FIG. 4b-4d illustrates alternative fingerboards according to the invention.
FIG. 5a-5d depict the principle function of the pipe handling according to the present invention, i.e.:
FIG. 5a illustrates pipe handling machine grips pipe at well center.
FIG. 5b illustrates pipe handling arm retracted for bringing pipe into finger locking ring groove.
FIG. 5c illustrates pipe handling arm rotating to select finger.
FIG. 5d illustrates pipe handling arms extended for bringing pipe into fingers.
FIG. 6a-6c are various views of the locking ring of the fingerboard according to the present invention.
FIG. 7a-7d illustrate the principles of the operation of the sidestep retraction system according to the present invention.
FIG. 8 is a side view of a derrick equipped with a drill block in accordance with the invention, shown centrally placed over the drill pipe.
FIG. 9 is a side view where the drill block is retracted from the central position to have connected thereto additional drill pipe sections
FIG. 10 shows the arrangement in same position as FIG. 9, but where the drill block and connected equipment are in upper position.
FIG. 11 shows the arrangement in plan view and horizontal section.
With reference to the enclosed drawings, various embodiments of the present invention and various concepts relating thereto, will be described.
The pipe handling system and the machine included therein will be built to fit into the derrick or rig floor design 1A. The main principles of the design are illustrated especially in FIGS. 1 and 2A and 2B.
The machine is based on a tower 1 built from for example 700 mm diameter pipe with two operating arms 2a, 2b built into the tower 1. This gives a very clean outside design. The tower 1 will be fixed in a position in the derrick and rig floor to handle all pipe operations between the well center --fingerboard--mouse hole.

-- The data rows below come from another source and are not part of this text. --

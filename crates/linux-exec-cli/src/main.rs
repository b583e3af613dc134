//! # linux-exec
//!
//! Runs commands transparently inside disposable Linux containers whose
//! image is derived from a declared package set.
//!
//! Install once, then symlink it under many names: a link named `le-vim`
//! runs `vim` in the container, a link named `python3` runs `python3`.

#![cfg_attr(test, allow(clippy::expect_used, clippy::unwrap_used))]

mod cli;
mod commands;
mod dispatch;

use std::process::ExitCode;

use linux_exec_common::config::Config;
use tracing_subscriber::EnvFilter;

use crate::dispatch::Invocation;

/// Log filter used when `RUST_LOG` is unset.
const DEFAULT_LOG_FILTER: &str = "warn";

fn main() -> ExitCode {
    let filter =
        EnvFilter::try_from_default_env().unwrap_or_else(|_| EnvFilter::new(DEFAULT_LOG_FILTER));
    tracing_subscriber::fmt()
        .with_env_filter(filter)
        .with_writer(std::io::stderr)
        .init();

    match run() {
        Ok(code) => code,
        Err(e) => report_failure(&e),
    }
}

/// Prints a fatal error once on stderr. The log event stays below the
/// default filter so the message is not repeated.
fn report_failure(e: &anyhow::Error) -> ExitCode {
    tracing::debug!(error = ?e, "invocation failed");
    #[allow(clippy::print_stderr)]
    {
        eprintln!("Error: {e:#}");
    }
    ExitCode::FAILURE
}

fn run() -> anyhow::Result<ExitCode> {
    let config = Config::from_env()?;
    let invocation = Invocation::from_env();
    let dispatch = invocation.resolve(config.command_prefix());
    commands::execute(dispatch, &config)
}

#[cfg(test)]
mod tests {
    use std::io::Write;
    use std::sync::{Arc, Mutex};

    use super::*;

    #[derive(Clone, Default)]
    struct Captured(Arc<Mutex<Vec<u8>>>);

    impl Write for Captured {
        fn write(&mut self, buf: &[u8]) -> std::io::Result<usize> {
            self.0.lock().expect("lock").extend_from_slice(buf);
            Ok(buf.len())
        }

        fn flush(&mut self) -> std::io::Result<()> {
            Ok(())
        }
    }

    #[test]
    fn failure_is_not_logged_under_default_filter() {
        let captured = Captured::default();
        let writer = captured.clone();
        let subscriber = tracing_subscriber::fmt()
            .with_env_filter(EnvFilter::new(DEFAULT_LOG_FILTER))
            .with_writer(move || writer.clone())
            .finish();

        let err = anyhow::anyhow!("container engine query failed (docker): gone");
        let _ = tracing::subscriber::with_default(subscriber, || report_failure(&err));

        assert!(captured.0.lock().expect("lock").is_empty());
    }

    #[test]
    fn failure_is_logged_when_debugging() {
        let captured = Captured::default();
        let writer = captured.clone();
        let subscriber = tracing_subscriber::fmt()
            .with_env_filter(EnvFilter::new("debug"))
            .with_writer(move || writer.clone())
            .finish();

        let err = anyhow::anyhow!("boom");
        let _ = tracing::subscriber::with_default(subscriber, || report_failure(&err));

        let logged = String::from_utf8_lossy(&captured.0.lock().expect("lock")).into_owned();
        assert!(logged.contains("invocation failed"));
    }
}
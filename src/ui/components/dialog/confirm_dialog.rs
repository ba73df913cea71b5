//! Confirmation dialog for coordinator decisions

use super::base::{render_dialog, DialogConfig};
use crate::store::Decision;
use ratatui::{
    style::{Color, Modifier, Style},
    text::Span,
    Frame,
};

/// Ask to confirm a decision on the application titled `title`
pub fn render_decision_dialog(frame: &mut Frame, decision: Decision, title: &str) {
    let color = match decision {
        Decision::Approve => Color::Green,
        Decision::RequestChanges => Color::Yellow,
        Decision::Reject => Color::Red,
    };
    let key_style = Style::default()
        .fg(Color::Cyan)
        .add_modifier(Modifier::BOLD);
    let hint = vec![
        Span::styled("Enter/y", key_style),
        Span::styled(" confirm  ", Style::default().fg(Color::DarkGray)),
        Span::styled("Esc/n", key_style),
        Span::styled(" cancel", Style::default().fg(Color::DarkGray)),
    ];

    let dialog_title = format!("{}?", decision.label());
    let message = format!("The decision applies to \"{title}\".");
    render_dialog(
        frame,
        DialogConfig {
            title: &dialog_title,
            title_color: color,
            border_color: color,
            message: &message,
            hint: Some(hint),
            max_width: 56,
        },
    );
}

The main load is taken on the rig floor. The pipe is handled by the two independently operated arms 2a, 2b, which may be compared with scissor arms.
The scissor arm principle used gives a horizontal in-out movement. This principle is easy to control with regard to position accuracy.
Using the scissor arm principle gives a very controlled extended reach. The forces imposed on the tower/arm/carriages are less than on other designs, by using this principle.
All drives are preferably based on A.C. motors with disc brakes driving through gear boxes, which operate on rack and pinion, driving the arms up and down--in and out. The A.C. motors are speed controlled by invertors. Proposed supplier of motor, brake, gear box, invertors is S.E.W. Eurodrive, using standard components. Using A.C. motor drives will give a controlled high speed and a very clean pipe handling machine (no hydraulic leaks).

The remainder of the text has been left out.